Por que retornar agora?

O timing acabou sendo importante para a decisão da Ferrari voltar a investir no desenvolvimento de um protótipo para o endurance. Não é segredo para ninguém que o time tem um dos maiores orçamentos da F1 e quando o teto de gastos foi incluído no novo regulamento da categoria, entrando em vigor agora em 2021, a empresa já tinha deixado público que não gostaria de fazer corte de pessoal no seu programa esportivo. Por isso, os dirigentes da marca abriram que começariam a estudar as opções para o realojamento de recursos.

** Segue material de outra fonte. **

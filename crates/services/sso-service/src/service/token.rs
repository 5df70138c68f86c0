//! Token issuance.

use chrono::{Duration, Utc};
use jsonwebtoken::{encode, EncodingKey, Header};
use serde::{Deserialize, Serialize};

use domain::{App, AuthError, AuthResult, User};

/// Claims embedded in an issued token.
#[derive(Debug, Clone, Serialize, Deserialize)]
pub struct Claims {
    /// Subject user id
    pub uid: i64,
    /// App the token is scoped to
    pub app_id: i32,
    pub email: String,
    /// Expiration instant, seconds since the Unix epoch
    pub exp: i64,
}

/// Mints signed, time-limited tokens for a (user, app) pair.
///
/// Tokens are HS256-signed with the app's own secret, so a token minted for
/// one app cannot be verified or forged with another app's key. Issuance is
/// pure computation over its inputs and the current instant; nothing is
/// recorded server-side.
#[derive(Debug, Clone)]
pub struct TokenIssuer {
    ttl: Duration,
}

impl TokenIssuer {
    pub fn new(ttl: Duration) -> Self {
        Self { ttl }
    }

    /// Build and sign a token; `exp` is the current instant plus the TTL.
    ///
    /// Fails only if the signing primitive fails.
    pub fn issue(&self, user: &User, app: &App) -> AuthResult<String> {
        let claims = Claims {
            uid: user.id,
            app_id: app.id,
            email: user.email.clone(),
            exp: (Utc::now() + self.ttl).timestamp(),
        };

        encode(
            &Header::default(),
            &claims,
            &EncodingKey::from_secret(app.secret.as_bytes()),
        )
        .map_err(|e| AuthError::internal(format!("Token signing failed: {}", e)))
    }
}
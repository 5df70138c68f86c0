//! Authentication core: registration, credential verification, and
//! privilege lookup over the storage traits.

use std::sync::Arc;

use async_trait::async_trait;
use tracing::{info, warn};

use domain::{AuthError, AuthResult, Password};

use crate::service::TokenIssuer;
use crate::storage::{AppProvider, StorageError, UserProvider, UserSaver};

/// Hash verified when a login names an unknown email, so unknown-email and
/// wrong-password failures take the same verification path.
const DUMMY_HASH: &str =
    "$argon2id$v=19$m=19456,t=2,p=1$cGxhY2Vob2xkZXI$AAAAAAAAAAAAAAAAAAAAAAAAAAAAAAAAAAAAAAAAAAA";

/// Authentication operations exposed to transports.
#[async_trait]
pub trait AuthService: Send + Sync {
    /// Register a new user and return the store-assigned id.
    async fn register(&self, email: &str, password: &str) -> AuthResult<i64>;

    /// Check credentials and mint a token scoped to the given app.
    async fn login(&self, email: &str, password: &str, app_id: i32) -> AuthResult<String>;

    /// Report whether the user holds administrator privileges.
    async fn is_admin(&self, user_id: i64) -> AuthResult<bool>;
}

/// Concrete [`AuthService`] over the storage traits and a token issuer.
///
/// Stateless: every decision is re-derived from the store, so any number of
/// instances can serve concurrently without coordination, and no resource
/// outlives a single call.
pub struct Authenticator {
    user_saver: Arc<dyn UserSaver>,
    user_provider: Arc<dyn UserProvider>,
    app_provider: Arc<dyn AppProvider>,
    token_issuer: TokenIssuer,
}

impl Authenticator {
    /// Create a new authenticator with its collaborators injected.
    pub fn new(
        user_saver: Arc<dyn UserSaver>,
        user_provider: Arc<dyn UserProvider>,
        app_provider: Arc<dyn AppProvider>,
        token_issuer: TokenIssuer,
    ) -> Self {
        Self {
            user_saver,
            user_provider,
            app_provider,
            token_issuer,
        }
    }
}

#[async_trait]
impl AuthService for Authenticator {
    async fn register(&self, email: &str, password: &str) -> AuthResult<i64> {
        info!(email, "registering user");

        let password_hash = Password::new(password)?.into_string();

        match self.user_saver.save_user(email, &password_hash).await {
            Ok(user_id) => {
                info!(email, user_id, "user registered");
                Ok(user_id)
            }
            Err(StorageError::UserExists) => {
                warn!(email, "user already exists");
                Err(AuthError::UserAlreadyExists)
            }
            Err(e) => Err(AuthError::internal(format!("Failed to save user: {}", e))),
        }
    }

    async fn login(&self, email: &str, password: &str, app_id: i32) -> AuthResult<String> {
        info!(email, app_id, "attempting login");

        let user = match self.user_provider.user_by_email(email).await {
            Ok(user) => Some(user),
            Err(StorageError::UserNotFound) => None,
            Err(e) => return Err(AuthError::internal(format!("Failed to get user: {}", e))),
        };

        // Unknown email still runs a verification, so the two credential
        // failures are indistinguishable in timing as well as in kind.
        let stored = match &user {
            Some(user) => Password::from_hash(user.password_hash.clone()),
            None => Password::from_hash(DUMMY_HASH),
        };
        let password_valid = stored.verify(password);

        let Some(user) = user.filter(|_| password_valid) else {
            warn!(email, "invalid credentials");
            return Err(AuthError::InvalidCredentials);
        };

        let app = match self.app_provider.app_by_id(app_id).await {
            Ok(app) => app,
            Err(StorageError::AppNotFound) => {
                warn!(app_id, "unknown app id");
                return Err(AuthError::InvalidAppId);
            }
            Err(e) => return Err(AuthError::internal(format!("Failed to get app: {}", e))),
        };

        let token = self.token_issuer.issue(&user, &app)?;
        info!(email, user_id = user.id, app_id, "user logged in");

        Ok(token)
    }

    async fn is_admin(&self, user_id: i64) -> AuthResult<bool> {
        info!(user_id, "checking admin flag");

        match self.user_provider.is_admin(user_id).await {
            Ok(is_admin) => {
                info!(user_id, is_admin, "admin flag checked");
                Ok(is_admin)
            }
            Err(StorageError::UserNotFound) => Err(AuthError::UserNotFound),
            Err(e) => Err(AuthError::internal(format!(
                "Failed to check admin flag: {}",
                e
            ))),
        }
    }
}
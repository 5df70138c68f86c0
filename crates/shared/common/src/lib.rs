//! Common utilities shared across the workspace.
//!
//! This crate provides:
//! - Mapping from the domain error taxonomy to gRPC statuses
//! - Configuration structures

pub mod config;
pub mod error;

pub use config::*;
pub use error::IntoStatus;
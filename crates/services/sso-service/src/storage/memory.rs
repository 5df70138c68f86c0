//! In-memory storage adapter.
//!
//! Backs the service in tests and single-process deployments. A real
//! deployment substitutes its own implementations of the storage traits;
//! nothing in the service layer knows the difference.

use std::collections::HashMap;
use std::sync::atomic::{AtomicI64, Ordering};

use async_trait::async_trait;
use tokio::sync::RwLock;

use domain::{App, User};

use super::{AppProvider, StorageError, UserProvider, UserSaver};

#[derive(Debug, Clone)]
struct UserRecord {
    user: User,
    is_admin: bool,
}

/// Hash-map backed store with sequential user id assignment.
pub struct MemoryStorage {
    /// Users keyed by email; uniqueness of emails falls out of the map
    users: RwLock<HashMap<String, UserRecord>>,
    apps: RwLock<HashMap<i32, App>>,
    next_user_id: AtomicI64,
}

impl MemoryStorage {
    pub fn new() -> Self {
        Self {
            users: RwLock::new(HashMap::new()),
            apps: RwLock::new(HashMap::new()),
            next_user_id: AtomicI64::new(1),
        }
    }

    /// Register a client app and its signing secret.
    pub async fn insert_app(&self, app: App) {
        self.apps.write().await.insert(app.id, app);
    }

    /// Grant or revoke administrator privileges.
    pub async fn set_admin(&self, user_id: i64, is_admin: bool) -> Result<(), StorageError> {
        let mut users = self.users.write().await;
        let record = users
            .values_mut()
            .find(|r| r.user.id == user_id)
            .ok_or(StorageError::UserNotFound)?;
        record.is_admin = is_admin;
        Ok(())
    }

    /// Number of stored users.
    pub async fn user_count(&self) -> usize {
        self.users.read().await.len()
    }
}

impl Default for MemoryStorage {
    fn default() -> Self {
        Self::new()
    }
}

#[async_trait]
impl UserSaver for MemoryStorage {
    async fn save_user(&self, email: &str, password_hash: &str) -> Result<i64, StorageError> {
        let mut users = self.users.write().await;
        if users.contains_key(email) {
            return Err(StorageError::UserExists);
        }

        let id = self.next_user_id.fetch_add(1, Ordering::SeqCst);
        users.insert(
            email.to_string(),
            UserRecord {
                user: User::new(id, email.to_string(), password_hash.to_string()),
                is_admin: false,
            },
        );

        Ok(id)
    }
}

#[async_trait]
impl UserProvider for MemoryStorage {
    async fn user_by_email(&self, email: &str) -> Result<User, StorageError> {
        self.users
            .read()
            .await
            .get(email)
            .map(|r| r.user.clone())
            .ok_or(StorageError::UserNotFound)
    }

    async fn is_admin(&self, user_id: i64) -> Result<bool, StorageError> {
        self.users
            .read()
            .await
            .values()
            .find(|r| r.user.id == user_id)
            .map(|r| r.is_admin)
            .ok_or(StorageError::UserNotFound)
    }
}

#[async_trait]
impl AppProvider for MemoryStorage {
    async fn app_by_id(&self, app_id: i32) -> Result<App, StorageError> {
        self.apps
            .read()
            .await
            .get(&app_id)
            .cloned()
            .ok_or(StorageError::AppNotFound)
    }
}
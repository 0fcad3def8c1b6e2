//! `logscrub` - HTTP request context capture and redaction for log enrichment
//!
//! This library extracts and redacts sensitive fields from an HTTP
//! request/response context and an associated error, producing a structured,
//! serializable snapshot for attachment to a log event. Server variables,
//! form fields, cookies, and request headers each carry their own ordered
//! filter rule list; a rule either discards a matched field or replaces its
//! whole value.

#![warn(missing_docs)]
#![warn(missing_debug_implementations)]
#![deny(unsafe_code)]

pub mod collection;
pub mod config;
pub mod enrich;
pub mod error;
pub mod exception;
pub mod filter;
pub mod logging;
pub mod request;
pub mod snapshot;

pub use collection::NameValuePair;
pub use config::{Config, FilterRule, FilterSettings};
pub use enrich::{Enricher, LogEvent, PropertySink};
pub use error::{CollectionAccessError, Error, Result};
pub use exception::ErrorRecord;
pub use filter::{CollectionRedactor, CompiledFilters, FilterSet};
pub use logging::{init_logging, Verbosity};
pub use request::{CollectionResult, RecordedRequest, RequestContext};
pub use snapshot::{ContextSnapshot, Summary};
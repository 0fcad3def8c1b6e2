//! Logging configuration for logscrub diagnostics.
//!
//! The enricher itself emits diagnostics through `tracing` (collection read
//! recovery, discarded fields). This module initializes a subscriber for
//! hosts that do not already install one.

use tracing::Level;
use tracing_subscriber::{fmt, prelude::*, EnvFilter};

/// Verbosity level for diagnostic output.
#[derive(Debug, Clone, Copy, PartialEq, Eq, Default)]
pub enum Verbosity {
    /// Suppress all output except errors.
    Quiet,
    /// Normal output level (info and above).
    #[default]
    Normal,
    /// Verbose output (debug and above).
    Verbose,
    /// Very verbose output (trace level).
    Trace,
}

impl Verbosity {
    /// Convert verbosity to a tracing level filter.
    #[must_use]
    pub fn to_level_filter(&self) -> Level {
        match self {
            Self::Quiet => Level::ERROR,
            Self::Normal => Level::INFO,
            Self::Verbose => Level::DEBUG,
            Self::Trace => Level::TRACE,
        }
    }
}

/// Initialize the diagnostic logging system.
///
/// Should be called once at startup by hosts without their own subscriber.
/// The `RUST_LOG` environment variable takes precedence over `verbosity`.
pub fn init_logging(verbosity: Verbosity) {
    let default_filter = format!("logscrub={}", verbosity.to_level_filter());

    let env_filter =
        EnvFilter::try_from_default_env().unwrap_or_else(|_| EnvFilter::new(&default_filter));

    let subscriber = tracing_subscriber::registry().with(env_filter).with(
        fmt::layer()
            .with_target(true)
            .with_file(false)
            .with_line_number(false),
    );

    // Ignore the error if a subscriber is already installed
    let _ = subscriber.try_init();
}

/// Initialize logging for tests: warnings and errors only, test writer.
#[cfg(test)]
pub fn init_test_logging() {
    let _ = tracing_subscriber::fmt()
        .with_env_filter("warn")
        .with_test_writer()
        .try_init();
}

#[cfg(test)]
mod tests {
    use super::*;

    #[test]
    fn test_verbosity_to_level() {
        assert_eq!(Verbosity::Quiet.to_level_filter(), Level::ERROR);
        assert_eq!(Verbosity::Normal.to_level_filter(), Level::INFO);
        assert_eq!(Verbosity::Verbose.to_level_filter(), Level::DEBUG);
        assert_eq!(Verbosity::Trace.to_level_filter(), Level::TRACE);
    }

    #[test]
    fn test_verbosity_default() {
        assert_eq!(Verbosity::default(), Verbosity::Normal);
    }

    #[test]
    fn test_init_logging_does_not_panic() {
        // The subscriber may already be set from a previous test; the
        // function ignores that.
        init_logging(Verbosity::Normal);
        init_logging(Verbosity::Quiet);
    }

    #[test]
    fn test_init_test_logging_does_not_panic() {
        init_test_logging();
    }
}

Logo de cara, Indy e WEC se tornaram as principais alternativas.

Neste meio tempo, o WEC, que tem como principal prova as 24 Horas de Le Mans, oficializou o novo regulamento para sua classe principal, que briga pela vitória na classificação geral das corridas. A LMH (Le Mans Hipercarros) incentiva que as montadoras entrem no campeonato com uma espécie de protótipo baseado em hipercarros de rua. Além disso, as regras baixaram consideravelmente os custos para a produção dos novos modelos em relação à LMP1 (Le Mans Protótipos 1), antiga classe principal.

A Toyota logo se mostrou comprometida e desenvolveu já para o ano de estreia da LMH, agora em 2021, o seu GR010 Hybrid, teoricamente inspirado no carro conceito GR Super Sport, cuja produção de algumas novidades para a rua está nos planos da montadora. Depois veio a boutique americana Glickenhaus, que já faz alguns modelos para provas de endurance menores, como 24 Horas de Nurburgring, que também desembarcou na nova classe para este ano, com seu SCG 007.

Toyota GR010 Hybrid é o primeiro LMH apresentado e irá participar do WEC em 2021 (Foto: Toyota Gazoo)

Depois chegou a Peugeot, que também anunciou sua entrada no WEC com um LMH em 2022. Enquanto isso, a ByKolles, equipe baseada na Alemanha que competiu nos últimos anos na LMP1 com protótipo próprio, anunciou que também deve entrar entre 21 e 22 com um hipercarro desenvolvido em casa e que depois deve cumprir o regulamento de ter algumas unidades legais para rua à venda.

A Ferrari, que possui diversos carros de alto desempenho para as ruas, acabou se identificando com a proposta e assim resolveu entrar na brincadeira também, de olho no momento tanto da F1 como do WEC para aproveitar da melhor forma sua estrutura.

Próximos passos da Ferrari LMH

Apesar do anúncio de que vai participar da LMH, a Ferrari não revelou muito de seu projeto, apenas apontando que já deu o sinal verde internamente para o início do desenvolvimento do novo modelo e que o objetivo é estar no grid do WEC em 2023.

A tendência é que devemos ver esse novo carro começar a ser testado nas pistas durante a temporada de 22. Neste meio tempo, a marca ainda precisa definir também se vai contratar uma linha nova de pilotos ou se vai aproveitar os que já fazem parte de seu time oficial para competições de GT e endurance, o que inclui atualmente o brasileiro Daniel Serra.